INPUT RECORDS
○ ○ ○ ○ ○
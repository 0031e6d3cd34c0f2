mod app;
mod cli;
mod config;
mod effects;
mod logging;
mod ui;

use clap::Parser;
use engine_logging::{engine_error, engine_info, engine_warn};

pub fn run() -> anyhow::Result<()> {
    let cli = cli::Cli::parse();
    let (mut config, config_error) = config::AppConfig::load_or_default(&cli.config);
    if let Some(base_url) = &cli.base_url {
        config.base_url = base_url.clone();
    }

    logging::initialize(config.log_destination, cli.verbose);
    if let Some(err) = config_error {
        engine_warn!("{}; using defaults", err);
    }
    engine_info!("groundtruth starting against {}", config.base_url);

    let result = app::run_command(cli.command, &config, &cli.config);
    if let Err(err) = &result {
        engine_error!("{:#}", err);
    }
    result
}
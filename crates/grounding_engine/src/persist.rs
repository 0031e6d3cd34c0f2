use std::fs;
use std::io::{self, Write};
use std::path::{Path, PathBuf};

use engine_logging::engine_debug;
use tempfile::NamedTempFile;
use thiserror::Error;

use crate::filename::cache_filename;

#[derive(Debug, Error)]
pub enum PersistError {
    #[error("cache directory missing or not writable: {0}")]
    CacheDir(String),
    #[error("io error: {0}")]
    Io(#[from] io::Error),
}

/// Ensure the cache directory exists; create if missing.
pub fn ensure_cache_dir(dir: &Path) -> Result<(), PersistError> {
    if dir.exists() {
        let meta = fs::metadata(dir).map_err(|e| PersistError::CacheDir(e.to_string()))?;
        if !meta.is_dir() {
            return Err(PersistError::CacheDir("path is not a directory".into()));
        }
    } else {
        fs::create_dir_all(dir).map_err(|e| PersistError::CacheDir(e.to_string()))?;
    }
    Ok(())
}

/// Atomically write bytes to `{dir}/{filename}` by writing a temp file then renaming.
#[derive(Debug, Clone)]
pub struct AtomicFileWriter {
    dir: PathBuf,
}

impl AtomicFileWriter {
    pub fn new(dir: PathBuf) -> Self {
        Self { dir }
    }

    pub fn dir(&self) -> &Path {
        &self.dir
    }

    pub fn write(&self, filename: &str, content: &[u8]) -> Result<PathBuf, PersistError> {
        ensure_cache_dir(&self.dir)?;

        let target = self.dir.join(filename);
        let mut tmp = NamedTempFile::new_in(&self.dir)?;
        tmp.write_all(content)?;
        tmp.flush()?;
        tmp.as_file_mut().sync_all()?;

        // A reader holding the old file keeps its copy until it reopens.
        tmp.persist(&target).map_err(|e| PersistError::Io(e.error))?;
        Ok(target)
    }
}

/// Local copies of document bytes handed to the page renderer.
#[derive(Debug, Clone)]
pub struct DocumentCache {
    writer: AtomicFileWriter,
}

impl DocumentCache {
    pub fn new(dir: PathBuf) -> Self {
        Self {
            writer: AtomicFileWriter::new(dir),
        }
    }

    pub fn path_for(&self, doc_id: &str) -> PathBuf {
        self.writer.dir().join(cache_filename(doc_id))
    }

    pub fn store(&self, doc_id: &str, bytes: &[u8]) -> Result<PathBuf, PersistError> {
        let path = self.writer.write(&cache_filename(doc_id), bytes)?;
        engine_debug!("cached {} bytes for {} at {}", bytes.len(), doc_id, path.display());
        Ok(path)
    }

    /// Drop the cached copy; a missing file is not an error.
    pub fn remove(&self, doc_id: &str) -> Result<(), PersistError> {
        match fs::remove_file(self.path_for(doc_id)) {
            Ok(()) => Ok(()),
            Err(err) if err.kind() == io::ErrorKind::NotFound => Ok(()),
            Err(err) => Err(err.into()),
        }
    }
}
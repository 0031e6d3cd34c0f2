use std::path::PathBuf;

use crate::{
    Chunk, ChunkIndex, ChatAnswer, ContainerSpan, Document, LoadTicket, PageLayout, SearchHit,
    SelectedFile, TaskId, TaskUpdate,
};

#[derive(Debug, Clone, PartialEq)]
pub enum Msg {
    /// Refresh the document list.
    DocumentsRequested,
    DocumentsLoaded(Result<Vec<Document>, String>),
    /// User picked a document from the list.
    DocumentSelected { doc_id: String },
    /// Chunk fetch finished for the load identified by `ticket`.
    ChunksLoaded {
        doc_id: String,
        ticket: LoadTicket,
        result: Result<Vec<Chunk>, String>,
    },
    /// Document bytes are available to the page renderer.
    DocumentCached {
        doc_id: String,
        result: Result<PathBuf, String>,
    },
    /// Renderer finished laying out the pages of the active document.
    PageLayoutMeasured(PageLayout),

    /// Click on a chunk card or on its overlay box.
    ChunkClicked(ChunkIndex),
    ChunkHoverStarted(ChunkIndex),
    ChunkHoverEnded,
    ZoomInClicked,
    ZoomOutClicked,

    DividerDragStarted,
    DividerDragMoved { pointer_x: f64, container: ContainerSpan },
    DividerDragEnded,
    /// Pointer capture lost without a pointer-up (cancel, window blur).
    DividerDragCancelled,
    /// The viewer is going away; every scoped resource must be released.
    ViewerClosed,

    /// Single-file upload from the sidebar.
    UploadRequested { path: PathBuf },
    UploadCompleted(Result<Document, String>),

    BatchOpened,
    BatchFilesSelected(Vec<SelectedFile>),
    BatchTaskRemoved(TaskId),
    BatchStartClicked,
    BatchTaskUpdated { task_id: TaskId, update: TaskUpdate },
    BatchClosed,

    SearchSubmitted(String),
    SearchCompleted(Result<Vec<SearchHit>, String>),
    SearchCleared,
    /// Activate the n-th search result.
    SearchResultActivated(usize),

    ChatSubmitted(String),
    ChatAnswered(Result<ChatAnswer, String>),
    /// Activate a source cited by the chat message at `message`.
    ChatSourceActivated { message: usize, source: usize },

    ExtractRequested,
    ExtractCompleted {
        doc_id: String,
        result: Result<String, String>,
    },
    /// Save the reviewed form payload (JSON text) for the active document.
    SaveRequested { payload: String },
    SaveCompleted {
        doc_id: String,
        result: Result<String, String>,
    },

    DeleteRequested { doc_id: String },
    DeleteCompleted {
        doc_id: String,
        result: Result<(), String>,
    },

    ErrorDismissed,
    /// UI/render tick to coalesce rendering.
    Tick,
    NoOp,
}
○ ○ ○ ○ ○
TASK DESCRIPTION
Among the lines of the material, find those holding the word "meta" and return them.

EXERCISE OUTPUT
        let meta = fs::metadata(dir).map_err(|e| PersistError::CacheDir(e.to_string()))?;
        if !meta.is_dir() {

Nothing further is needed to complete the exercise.